A Rede Capital Social apresentou um Plano de Ação com 20 medidas estratégicas e um orçamento estimado entre 3,8 e 4,2 milhões de euros para reforçar a empregabilidade de pessoas com deficiência, incluindo propostas de revisão da Lei das Quotas.
A iniciativa mobilizou 120 stakeholders e resulta de um processo que envolveu entrevistas, visitas a organizações da sociedade civil e sessões de co-criação de políticas públicas. O objetivo é apoiar o Governo na melhoria da eficácia das medidas existentes e propor soluções que reforcem a integração profissional de pessoas com deficiência.
O Plano de Ação integra 20 iniciativas estratégicas, das quais 11 na vertente de advocacy e 9 na área da filantropia, assente em três pilares: revisão legislativa, trabalho de dados e simplificação de informação, e capacitação e sensibilização. Entre as medidas previstas está a revisão da Lei das Quotas (Lei n.º 4/2019), que estabelece a obrigatoriedade de contratação de pessoas com deficiência por entidades públicas e empresas com mais de 75 trabalhadores.

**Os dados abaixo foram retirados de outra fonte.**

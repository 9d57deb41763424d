//! Caption layout and burn-in.
//!
//! These functions combine the pure [`layout`](super::layout) math with a
//! [`DrawingSurface`]. They decide sizes and positions; the surface does the
//! pixel work.

use super::layout::{TextLayout, font_size, wrap_width, wrap_words};
use super::style::{RenderOptions, TextStyle};
use super::surface::{DrawingSurface, RenderBackend, RenderError};
use image::{DynamicImage, GenericImageView};

/// Result type for compositing operations.
pub type Result<T> = std::result::Result<T, RenderError>;

/// Activate the caption style on `surface` and wrap `caption` to its width.
///
/// Returns `Ok(None)` for a caption with no words; in that case no style is
/// set and no font is needed.
pub fn plan_layout<S: DrawingSurface>(
    surface: &mut S,
    caption: &str,
    options: &RenderOptions,
) -> Result<Option<TextLayout>> {
    let text = if options.uppercase {
        caption.to_uppercase()
    } else {
        caption.to_string()
    };
    if text.trim().is_empty() {
        return Ok(None);
    }

    let width = surface.width();
    let size = font_size(width);
    surface.set_style(&TextStyle::caption(size))?;

    let measurer = &*surface;
    let lines = wrap_words(&text, wrap_width(width), |line| measurer.measure_text(line));
    Ok(Some(TextLayout::new(size, options.start_y, lines)))
}

/// Burn `caption` into a copy of `image` and return it PNG-encoded.
///
/// An empty caption produces the undecorated image. Lines are drawn centered
/// on the image, stroke before fill, so the fill sits on top of the outline.
pub fn compose<B: RenderBackend>(
    backend: &B,
    image: &DynamicImage,
    caption: &str,
    options: &RenderOptions,
) -> Result<Vec<u8>> {
    let (width, height) = image.dimensions();
    let mut surface = backend.allocate(width, height)?;
    surface.draw_image(image);

    if let Some(layout) = plan_layout(&mut surface, caption, options)? {
        let center = width as f32 / 2.0;
        for (y, line) in layout.positioned_lines() {
            surface.stroke_text(line, center, y);
            surface.fill_text(line, center, y);
        }
        if layout.overflows(height) {
            tracing::warn!(
                lines = layout.lines.len(),
                height,
                "caption runs past the bottom edge of the image"
            );
        }
        tracing::debug!(
            lines = layout.lines.len(),
            font_size = layout.font_size,
            "caption composited"
        );
    }

    surface.encode_png()
}
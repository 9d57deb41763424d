//! # memecap
//!
//! Caption an image with AI-written meme text and burn the caption into it.
//!
//! # Architecture: Load, Caption, Compose
//!
//! ```text
//! 1. Load      image file   →  LoadedImage     (declared type check + decode)
//! 2. Caption   image bytes  →  caption string  (one Messages API request)
//! 3. Compose   image + text →  PNG bytes       (wrap, stroke, fill, encode)
//! ```
//!
//! A [`session::Session`] holds the current image and caption between
//! steps, so the caption can be re-rolled without reloading and exported as
//! often as wanted.
//!
//! # Module Map
//!
//! | Module | Role |
//! |--------|------|
//! | [`source`] | Declared-type validation, decoding, dropped-path parsing |
//! | [`captioning`] | `CaptionProvider` trait and the Anthropic Messages API client |
//! | [`compositing`] | Caption layout math, drawing-surface trait, raster backend |
//! | [`session`] | Current image, caption slot, last-writer-wins request tickets |
//! | [`interactive`] | Line-based command loop over a session |
//! | [`download`] | Non-clobbering PNG export |
//! | [`config`] | `memecap.toml` loading, validation, merging |
//! | [`output`] | CLI output formatting |
//!
//! # Design Decisions
//!
//! ## Layout Is Pure, Pixels Are Behind a Trait
//!
//! Every size and position is a function of the image width and a text
//! measurer: font size `max(24, width / 20)`, stroke `font_size / 12`, line
//! height `font_size × 1.2`, greedy wrap at 90% of the width. The
//! [`compositing::DrawingSurface`] trait keeps that math testable against a
//! recording mock, with no font files or pixel comparisons involved.
//!
//! ## Pure-Rust Rendering
//!
//! Text is rasterized with `ab_glyph` and `imageproc`, images are decoded and
//! encoded with `image`. There is no system graphics stack to install; the
//! only thing taken from the machine is a TrueType font.
//!
//! ## Failures Become Placeholders
//!
//! A failed caption request never aborts anything. The user sees
//! "Error generating caption. Try again!" and can regenerate. The session
//! keeps a previously good caption when only a regenerate fails.

pub mod captioning;
pub mod compositing;
pub mod config;
pub mod download;
pub mod interactive;
pub mod output;
pub mod session;
pub mod source;

#[cfg(test)]
pub(crate) mod test_helpers;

“O segredo da Rede Capital Social passa pela colaboração. Os problemas sociais são complexos, mas o nosso foco é concordar no que é prioritário resolver”, afirma Inês Sequeira, CEO da
Rede Capital Social, sublinhando que o objetivo é criar soluções concretas e mensuráveis ao longo dos próximos quatro anos.
O plano foi desenvolvido com o apoio da Deloitte e das sociedades de advogados CCA Law Firm, Morais Leitão e PLMJ, e incluiu 30 entrevistas individuais, 16 visitas a organizações não-governamentais e dois focus groups realizados em Lisboa e no Porto.
Durante a apresentação pública, Ana Travassos, gestora de Projeto de Advocacy e Academia (Acessibilidades) na Associação Salvador, defendeu que “é essencial garantir que os mecanismos existentes funcionam de forma eficaz, porque estamos a falar de talento que continua subaproveitado na nossa sociedade”.
Segundo dados citados no evento, Portugal conta com mais de um milhão de pessoas com deficiência. No entanto, estudos recentes indicam que 58% da população nunca ouviu falar da Convenção sobre os Direitos das Pessoas com Deficiência, revelando um défice de conhecimento e sensibilização.
Para 2026, a Rede Capital Social prevê dar continuidade às rondas de financiamento já iniciadas, de forma a assegurar os recursos necessários à execução das medidas previstas.